--- START ---

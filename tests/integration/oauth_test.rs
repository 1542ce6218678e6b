//! Integration tests for OAuth login and account linking.

mod helpers;

use http::StatusCode;
use serde_json::json;

use helpers::{TestApp, github_profile};

fn oauth_body() -> serde_json::Value {
    json!({ "code": "good-code" })
}

#[tokio::test]
async fn test_oauth_login_creates_user() {
    let app = TestApp::with_github(github_profile("778899", Some("alice@x.com")));

    let response = app
        .request("POST", "/api/auth/oauth/github", Some(oauth_body()), None)
        .await;

    assert_eq!(response.status, StatusCode::OK, "{:?}", response.body);
    assert_eq!(response.body["message"], "Logged in via github");
    assert_eq!(response.body["user"]["username"], "alice");
    assert_eq!(response.body["user"]["email"], "alice@x.com");
    assert_eq!(response.body["user"]["has_github_access"], true);
    assert!(!response.token().is_empty());
}

#[tokio::test]
async fn test_oauth_token_authenticates_verify() {
    let app = TestApp::with_github(github_profile("778899", Some("alice@x.com")));

    let login = app
        .request("POST", "/api/auth/oauth/github", Some(oauth_body()), None)
        .await;
    let token = login.token();

    let verify = app
        .request("GET", "/api/auth/verify", None, Some(&token))
        .await;
    assert_eq!(verify.status, StatusCode::OK, "{:?}", verify.body);
    assert_eq!(verify.body["user"]["username"], "alice");
}

#[tokio::test]
async fn test_oauth_links_existing_account_by_email() {
    let app = TestApp::with_github(github_profile("778899", Some("alice@x.com")));
    app.register("alice", "alice@x.com", "hunter2!").await;

    let response = app
        .request("POST", "/api/auth/oauth/github", Some(oauth_body()), None)
        .await;

    assert_eq!(response.status, StatusCode::OK, "{:?}", response.body);
    assert_eq!(response.body["user"]["id"], 1);
    assert_eq!(response.body["user"]["username"], "alice");
    assert_eq!(response.body["user"]["has_github_access"], true);

    // The linked account keeps its password.
    let token = app.login("alice@x.com", "hunter2!").await;
    assert!(!token.is_empty());
}

#[tokio::test]
async fn test_oauth_username_collision_gets_suffix() {
    let app = TestApp::with_github(github_profile("778899", Some("alice@other.com")));
    app.register("alice", "alice@x.com", "hunter2!").await;

    let response = app
        .request("POST", "/api/auth/oauth/github", Some(oauth_body()), None)
        .await;

    assert_eq!(response.status, StatusCode::OK, "{:?}", response.body);
    assert_eq!(response.body["user"]["username"], "alice_77889");
}

#[tokio::test]
async fn test_oauth_user_cannot_login_with_password() {
    let app = TestApp::with_github(github_profile("778899", Some("alice@x.com")));
    app.request("POST", "/api/auth/oauth/github", Some(oauth_body()), None)
        .await;

    let response = app
        .request(
            "POST",
            "/api/auth/login",
            Some(json!({ "email": "alice@x.com", "password": "anything" })),
            None,
        )
        .await;

    assert_eq!(response.status, StatusCode::UNAUTHORIZED);
    assert_eq!(response.body["error"], "UNAUTHORIZED");
}

#[tokio::test]
async fn test_oauth_missing_code() {
    let app = TestApp::with_github(github_profile("778899", Some("alice@x.com")));

    let response = app
        .request("POST", "/api/auth/oauth/github", Some(json!({})), None)
        .await;

    assert_eq!(response.status, StatusCode::BAD_REQUEST);
    assert_eq!(response.body["error"], "VALIDATION_ERROR");
}

#[tokio::test]
async fn test_oauth_rejected_code() {
    let app = TestApp::with_github(github_profile("778899", Some("alice@x.com")));

    let response = app
        .request(
            "POST",
            "/api/auth/oauth/github",
            Some(json!({ "code": "expired-code" })),
            None,
        )
        .await;

    assert_eq!(response.status, StatusCode::BAD_REQUEST);
    assert_eq!(response.body["error"], "OAUTH_EXCHANGE_FAILED");
}

#[tokio::test]
async fn test_oauth_profile_without_email() {
    let app = TestApp::with_github(github_profile("778899", None));

    let response = app
        .request("POST", "/api/auth/oauth/github", Some(oauth_body()), None)
        .await;

    assert_eq!(response.status, StatusCode::BAD_REQUEST);
    assert_eq!(response.body["error"], "OAUTH_PROFILE_INCOMPLETE");
}

#[tokio::test]
async fn test_oauth_unknown_provider() {
    let app = TestApp::with_github(github_profile("778899", Some("alice@x.com")));

    let response = app
        .request("POST", "/api/auth/oauth/gitlab", Some(oauth_body()), None)
        .await;

    assert_eq!(response.status, StatusCode::BAD_REQUEST);
    assert_eq!(response.body["error"], "VALIDATION_ERROR");
}

#[tokio::test]
async fn test_oauth_unconfigured_provider() {
    // Only GitHub is wired up; Google has no client.
    let app = TestApp::with_github(github_profile("778899", Some("alice@x.com")));

    let response = app
        .request("POST", "/api/auth/oauth/google", Some(oauth_body()), None)
        .await;

    assert_eq!(response.status, StatusCode::INTERNAL_SERVER_ERROR);
    assert_eq!(response.body["error"], "UPSTREAM_UNAVAILABLE");
}

#[tokio::test]
async fn test_oauth_login_replaces_previous_session() {
    let app = TestApp::with_github(github_profile("778899", Some("alice@x.com")));
    let password_token = app.register("alice", "alice@x.com", "hunter2!").await;

    let oauth_login = app
        .request("POST", "/api/auth/oauth/github", Some(oauth_body()), None)
        .await;
    assert_eq!(oauth_login.status, StatusCode::OK);

    let stale = app
        .request("GET", "/api/auth/verify", None, Some(&password_token))
        .await;
    assert_eq!(stale.status, StatusCode::UNAUTHORIZED);
}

--- END ---

Each record above should be returned exactly as it appears.

filename tests/integration/oauth_test.rs
repository 1542ce6218678e6b
//! Integration tests for OAuth login and account linking.

mod helpers;

use http::StatusCode;
use serde_json::json;

use helpers::{TestApp, github_profile};

fn oauth_body() -> serde_json::Value {
    json!({ "code": "good-code" })
}

#[tokio::test]
async fn test_oauth_login_creates_user() {
    let app = TestApp::with_github(github_profile("778899", Some("alice@x.com")));

    let response = app
        .request("POST", "/api/auth/oauth/github", Some(oauth_body()), None)
        .await;

    assert_eq!(response.status, StatusCode::OK, "{:?}", response.body);
    assert_eq!(response.body["message"], "Logged in via github");
    assert_eq!(response.body["user"]["username"], "alice");
    assert_eq!(response.body["user"]["email"], "alice@x.com");
    assert_eq!(response.body["user"]["has_github_access"], true);
    assert!(!response.token().is_empty());
}

#[tokio::test]
async fn test_oauth_token_authenticates_verify() {
    let app = TestApp::with_github(github_profile("778899", Some("alice@x.com")));

    let login = app
        .request("POST", "/api/auth/oauth/github", Some(oauth_body()), None)
        .await;
    let token = login.token();

    let verify = app
        .request("GET", "/api/auth/verify", None, Some(&token))
        .await;
    assert_eq!(verify.status, StatusCode::OK, "{:?}", verify.body);
    assert_eq!(verify.body["user"]["username"], "alice");
}

#[tokio::test]
async fn test_oauth_links_existing_account_by_email() {
    let app = TestApp::with_github(github_profile("778899", Some("alice@x.com")));
    app.register("alice", "alice@x.com", "hunter2!").await;

    let response = app
        .request("POST", "/api/auth/oauth/github", Some(oauth_body()), None)
        .await;

    assert_eq!(response.status, StatusCode::OK, "{:?}", response.body);
    assert_eq!(response.body["user"]["id"], 1);
    assert_eq!(response.body["user"]["username"], "alice");
    assert_eq!(response.body["user"]["has_github_access"], true);

    // The linked account keeps its password.
    let token = app.login("alice@x.com", "hunter2!").await;
    assert!(!token.is_empty());
}

#[tokio::test]
async fn test_oauth_username_collision_gets_suffix() {
    let app = TestApp::with_github(github_profile("778899", Some("alice@other.com")));
    app.register("alice", "alice@x.com", "hunter2!").await;

    let response = app
        .request("POST", "/api/auth/oauth/github", Some(oauth_body()), None)
        .await;

    assert_eq!(response.status, StatusCode::OK, "{:?}", response.body);
    assert_eq!(response.body["user"]["username"], "alice_77889");
}

#[tokio::test]
async fn test_oauth_user_cannot_login_with_password() {
    let app = TestApp::with_github(github_profile("778899", Some("alice@x.com")));
    app.request("POST", "/api/auth/oauth/github", Some(oauth_body()), None)
        .await;

    let response = app
        .request(
            "POST",
            "/api/auth/login",
            Some(json!({ "email": "alice@x.com", "password": "anything" })),
            None,
        )
        .await;

    assert_eq!(response.status, StatusCode::UNAUTHORIZED);
    assert_eq!(response.body["error"], "UNAUTHORIZED");
}

#[tokio::test]
async fn test_oauth_missing_code() {
    let app = TestApp::with_github(github_profile("778899", Some("alice@x.com")));

    let response = app
        .request("POST", "/api/auth/oauth/github", Some(json!({})), None)
        .await;

    assert_eq!(response.status, StatusCode::BAD_REQUEST);
    assert_eq!(response.body["error"], "VALIDATION_ERROR");
}

#[tokio::test]
async fn test_oauth_rejected_code() {
    let app = TestApp::with_github(github_profile("778899", Some("alice@x.com")));

    let response = app
        .request(
            "POST",
            "/api/auth/oauth/github",
            Some(json!({ "code": "expired-code" })),
            None,
        )
        .await;

    assert_eq!(response.status, StatusCode::BAD_REQUEST);
    assert_eq!(response.body["error"], "OAUTH_EXCHANGE_FAILED");
}

#[tokio::test]
async fn test_oauth_profile_without_email() {
    let app = TestApp::with_github(github_profile("778899", None));

    let response = app
        .request("POST", "/api/auth/oauth/github", Some(oauth_body()), None)
        .await;

    assert_eq!(response.status, StatusCode::BAD_REQUEST);
    assert_eq!(response.body["error"], "OAUTH_PROFILE_INCOMPLETE");
}

#[tokio::test]
async fn test_oauth_unknown_provider() {
    let app = TestApp::with_github(github_profile("778899", Some("alice@x.com")));

    let response = app
        .request("POST", "/api/auth/oauth/gitlab", Some(oauth_body()), None)
        .await;

    assert_eq!(response.status, StatusCode::BAD_REQUEST);
    assert_eq!(response.body["error"], "VALIDATION_ERROR");
}

#[tokio::test]
async fn test_oauth_unconfigured_provider() {
    // Only GitHub is wired up; Google has no client.
    let app = TestApp::with_github(github_profile("778899", Some("alice@x.com")));

    let response = app
        .request("POST", "/api/auth/oauth/google", Some(oauth_body()), None)
        .await;

    assert_eq!(response.status, StatusCode::INTERNAL_SERVER_ERROR);
    assert_eq!(response.body["error"], "UPSTREAM_UNAVAILABLE");
}

#[tokio::test]
async fn test_oauth_login_replaces_previous_session() {
    let app = TestApp::with_github(github_profile("778899", Some("alice@x.com")));
    let password_token = app.register("alice", "alice@x.com", "hunter2!").await;

    let oauth_login = app
        .request("POST", "/api/auth/oauth/github", Some(oauth_body()), None)
        .await;
    assert_eq!(oauth_login.status, StatusCode::OK);

    let stale = app
        .request("GET", "/api/auth/verify", None, Some(&password_token))
        .await;
    assert_eq!(stale.status, StatusCode::UNAUTHORIZED);
}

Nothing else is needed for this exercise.